It is uncommon when an anthology film generates one of the stories into a feature length, but that is exactly what occurs with the film SiREN, which was previously known as ‘Amateur Night’ in V/H/S (2012). Now this even goes a step further, with Hannah Fierman reprising her character Lily, needless to say the story that director Gregg Bishops creates becomes a new variation of the Greek mythology tale, which spawned over 160 different versions in all genres of film, and not including those at a theater. Amateur Night, many regard as an incredible popular segment and recalling in that story the nymph (though not firmed by anyone’s standards as to cryptozoology of the species) chews on the scenery but memories. However, this time, definitely a Siren monster, luring men, in this case a bachelor party to their demise, with her voice, and more. In a side note, Bishop does have a connection to the V/H/S series as he did segment ‘Dante the Great’ for the part two, known as Viral, servicing in the positions of director, writer, producer and practical every other job title possible.
The Siren in this production morphs far past the dangerous creatures born from the river god Achelous, that lived in the sea, attracting the sailors to their deaths, herein she belongs to a brothel, where better to find willing prey. Early on, the visuals present themselves wonderful and unleashing violence and bloodshed, and allow the illusion of control to cascade over everyone, hence casting a wide strong net. The story herein starts with Jonah (Chase Williamson (Beyond the Gates (2016)) engaged to his love Eva (Lindsey Garrett) while his best man and rude brother, Mac (Michael Aaron Milligan – gives a nice performance), and two of their close buds Rand and Elliott (Hayes Mercure and Randy McDowell) out for a night of debauchery. Soon Mac’s plans fall apart and end in ruin, and disgust for their buddies, and yet a relief to Jonah, however everything in their lives changes as a stranger tells them of a mysterious location where their dreams will come true. All horror fans know advice from strangers and hidden places never result in an ideal fun trip, however these men can’t resist the temptation, greed of lust for them. The operator of the brothel, Mr. Nyx (Justin Welborn, who also starred in Bishop’s Dante the Great), who soon introduces them to Lilith (Lily) another signal to the horror crowd, alerting them of impending doom, however this place contains several monsters not just one. Just think about a crypt full of vampires, such as in the two films from 1996 first From Dusk to Dawn and then Bordello of Blood (1996), contain variations of the same species, this place no different. Needless to say, Fierman does a job wonderful in her role, creating and conjuring an animal magnetism, and movements the lure all into her grasp, gentle and yet firm. The lusts of the men entice new horrors and in some cases getting to the guts of the matter quickly, thoroughly looking to tear into the issues troubling them. Now the aspect of cheapness comes from Mac along with his misogyny and it cascades over the others in the group to some degree, but again it is a bachelor party and not a church choir, the web of monsters and creatures come from every place, take note of Ash (Brittany S. Hall).
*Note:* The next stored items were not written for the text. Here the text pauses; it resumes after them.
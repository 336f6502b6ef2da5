use std::error::Error;
use std::net::IpAddr;

use chrono::{NaiveDate, NaiveDateTime, NaiveTime};
use rust_decimal::Decimal;
use serde_json::Value;
use tokio_postgres::Row;
use tokio_postgres::types::{FromSql, Kind, Type};
use uuid::Uuid;

use crate::error::SqlDuetError;
use crate::results::FetchedRows;
use crate::types::RowValues;

/// Build fetched rows, taking column names from the statement metadata when available.
///
/// # Errors
/// Returns `SqlDuetError` if a column value cannot be read.
pub fn build_fetched_rows(
    columns: Option<&[tokio_postgres::Column]>,
    rows: &[Row],
) -> Result<FetchedRows, SqlDuetError> {
    let column_names: Vec<String> = match columns {
        Some(cols) => cols.iter().map(|c| c.name().to_string()).collect(),
        None => rows
            .first()
            .map(|row| row.columns().iter().map(|c| c.name().to_string()).collect())
            .unwrap_or_default(),
    };
    let column_count = column_names.len();

    let mut values = Vec::with_capacity(rows.len());
    for row in rows {
        let mut row_values = Vec::with_capacity(column_count);
        for idx in 0..column_count {
            row_values.push(postgres_extract_value(row, idx)?);
        }
        values.push(row_values);
    }

    Ok(FetchedRows::new(column_names, values))
}

/// Extracts a `RowValues` from a `tokio_postgres` Row at the given index.
///
/// # Errors
/// Returns `SqlDuetError` if the column cannot be retrieved.
pub fn postgres_extract_value(row: &Row, idx: usize) -> Result<RowValues, SqlDuetError> {
    let type_info = row.columns()[idx].type_();

    match *type_info {
        Type::INT2 => {
            let val: Option<i16> = row.try_get(idx)?;
            Ok(val.map_or(RowValues::Null, |v| RowValues::Int(i64::from(v))))
        }
        Type::INT4 => {
            let val: Option<i32> = row.try_get(idx)?;
            Ok(val.map_or(RowValues::Null, |v| RowValues::Int(i64::from(v))))
        }
        Type::INT8 => {
            let val: Option<i64> = row.try_get(idx)?;
            Ok(val.map_or(RowValues::Null, RowValues::Int))
        }
        Type::FLOAT4 => {
            let val: Option<f32> = row.try_get(idx)?;
            Ok(val.map_or(RowValues::Null, |v| RowValues::Float(f64::from(v))))
        }
        Type::FLOAT8 => {
            let val: Option<f64> = row.try_get(idx)?;
            Ok(val.map_or(RowValues::Null, RowValues::Float))
        }
        Type::BOOL => {
            let val: Option<bool> = row.try_get(idx)?;
            Ok(val.map_or(RowValues::Null, RowValues::Bool))
        }
        Type::TIMESTAMP => {
            let val: Option<NaiveDateTime> = row.try_get(idx)?;
            Ok(val.map_or(RowValues::Null, RowValues::Timestamp))
        }
        Type::TIMESTAMPTZ => {
            let val: Option<chrono::DateTime<chrono::Utc>> = row.try_get(idx)?;
            Ok(val.map_or(RowValues::Null, |v| RowValues::Timestamp(v.naive_utc())))
        }
        Type::DATE => {
            let val: Option<NaiveDate> = row.try_get(idx)?;
            Ok(val.map_or(RowValues::Null, |v| {
                RowValues::Timestamp(v.and_time(chrono::NaiveTime::MIN))
            }))
        }
        Type::JSON | Type::JSONB => {
            let val: Option<Value> = row.try_get(idx)?;
            Ok(val.map_or(RowValues::Null, RowValues::JSON))
        }
        Type::BYTEA => Err(SqlDuetError::Unimplemented(format!(
            "binary column '{}' is not supported",
            row.columns()[idx].name()
        ))),
        _ => {
            let val: Option<RawCell<'_>> = row.try_get(idx)?;
            let Some(RawCell(raw)) = val else {
                return Ok(RowValues::Null);
            };
            let column = row.columns()[idx].name();
            match cell_text(type_info, raw) {
                Ok(Some(text)) => Ok(RowValues::Text(text)),
                Ok(None) => Err(SqlDuetError::Unimplemented(format!(
                    "column '{column}' has unsupported type {type_info}"
                ))),
                Err(e) => Err(SqlDuetError::Other(format!(
                    "cannot decode {type_info} column '{column}': {e}"
                ))),
            }
        }
    }
}

/// Undecoded binary cell.
struct RawCell<'a>(&'a [u8]);

impl<'a> FromSql<'a> for RawCell<'a> {
    fn from_sql(_ty: &Type, raw: &'a [u8]) -> Result<Self, Box<dyn Error + Sync + Send>> {
        Ok(RawCell(raw))
    }

    fn accepts(_ty: &Type) -> bool {
        true
    }
}

/// Text form of a cell whose type has no dedicated `RowValues` variant.
///
/// `Ok(None)` means the type is not understood.
fn cell_text(ty: &Type, raw: &[u8]) -> Result<Option<String>, Box<dyn Error + Sync + Send>> {
    let text = match *ty {
        Type::NUMERIC => Decimal::from_sql(ty, raw)?.to_string(),
        Type::TIME => NaiveTime::from_sql(ty, raw)?.to_string(),
        Type::UUID => Uuid::from_sql(ty, raw)?.to_string(),
        Type::INET => IpAddr::from_sql(ty, raw)?.to_string(),
        Type::MONEY => money_text(i64::from_sql(ty, raw)?),
        Type::INTERVAL => interval_text(raw)?,
        _ if <&str as FromSql>::accepts(ty) || matches!(ty.kind(), Kind::Enum(_)) => {
            <&str as FromSql>::from_sql(ty, raw)?.to_string()
        }
        _ => return Ok(None),
    };
    Ok(Some(text))
}

/// Money travels as an i64 count of cents.
fn money_text(cents: i64) -> String {
    let sign = if cents < 0 { "-" } else { "" };
    let abs = cents.unsigned_abs();
    format!("{sign}{}.{:02}", abs / 100, abs % 100)
}

/// Render an interval the way the server's default `postgres` style does.
fn interval_text(raw: &[u8]) -> Result<String, Box<dyn Error + Sync + Send>> {
    let (Some(micros), Some(days), Some(months)) = (
        raw.get(0..8).and_then(|b| b.try_into().ok()).map(i64::from_be_bytes),
        raw.get(8..12).and_then(|b| b.try_into().ok()).map(i32::from_be_bytes),
        raw.get(12..16).and_then(|b| b.try_into().ok()).map(i32::from_be_bytes),
    ) else {
        return Err(format!("interval needs 16 bytes, got {}", raw.len()).into());
    };
    let unit = |n: i32, name: &str| format!("{n} {name}{}", if n == 1 { "" } else { "s" });

    let mut parts = Vec::new();
    if months / 12 != 0 {
        parts.push(unit(months / 12, "year"));
    }
    if months % 12 != 0 {
        parts.push(unit(months % 12, "mon"));
    }
    if days != 0 {
        parts.push(unit(days, "day"));
    }
    if micros != 0 || parts.is_empty() {
        let sign = if micros < 0 { "-" } else { "" };
        let abs = micros.unsigned_abs();
        let secs = abs / 1_000_000;
        let mut clock = format!(
            "{sign}{:02}:{:02}:{:02}",
            secs / 3600,
            secs / 60 % 60,
            secs % 60
        );
        let frac = abs % 1_000_000;
        if frac != 0 {
            clock.push_str(format!(".{frac:06}").trim_end_matches('0'));
        }
        parts.push(clock);
    }
    Ok(parts.join(" "))
}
Bishop uses a combination of precision cuts and peculiar angles for various scenes in the film, from Ben Collins and Luke Piotrowski’s script that expand the original story into a broader scope from original creators David Bruckner and Nicholas Tecosky, using the ancient myths and creature feature of stylized points. Now, some of the effects aren’t all winners, but that falls more trying to go for more than the budget allows, yet it works for the backwoods mayhem of the establishment and for the production and distribution company Chiller Films step in the right direction.
SiREN, with the funky title writing, never bogs down in the film, in fact seems very fast paced, and still about to engage the monster fans, with sympatric characters, creative gross bloody moments, though never extending to a gross out or a splatter fest – sorry. The characters from the short film, vanish in this tale, and is replaced with a well-crafted tale, for another version in the timeless retelling of the story, even up to the last moments of screen time.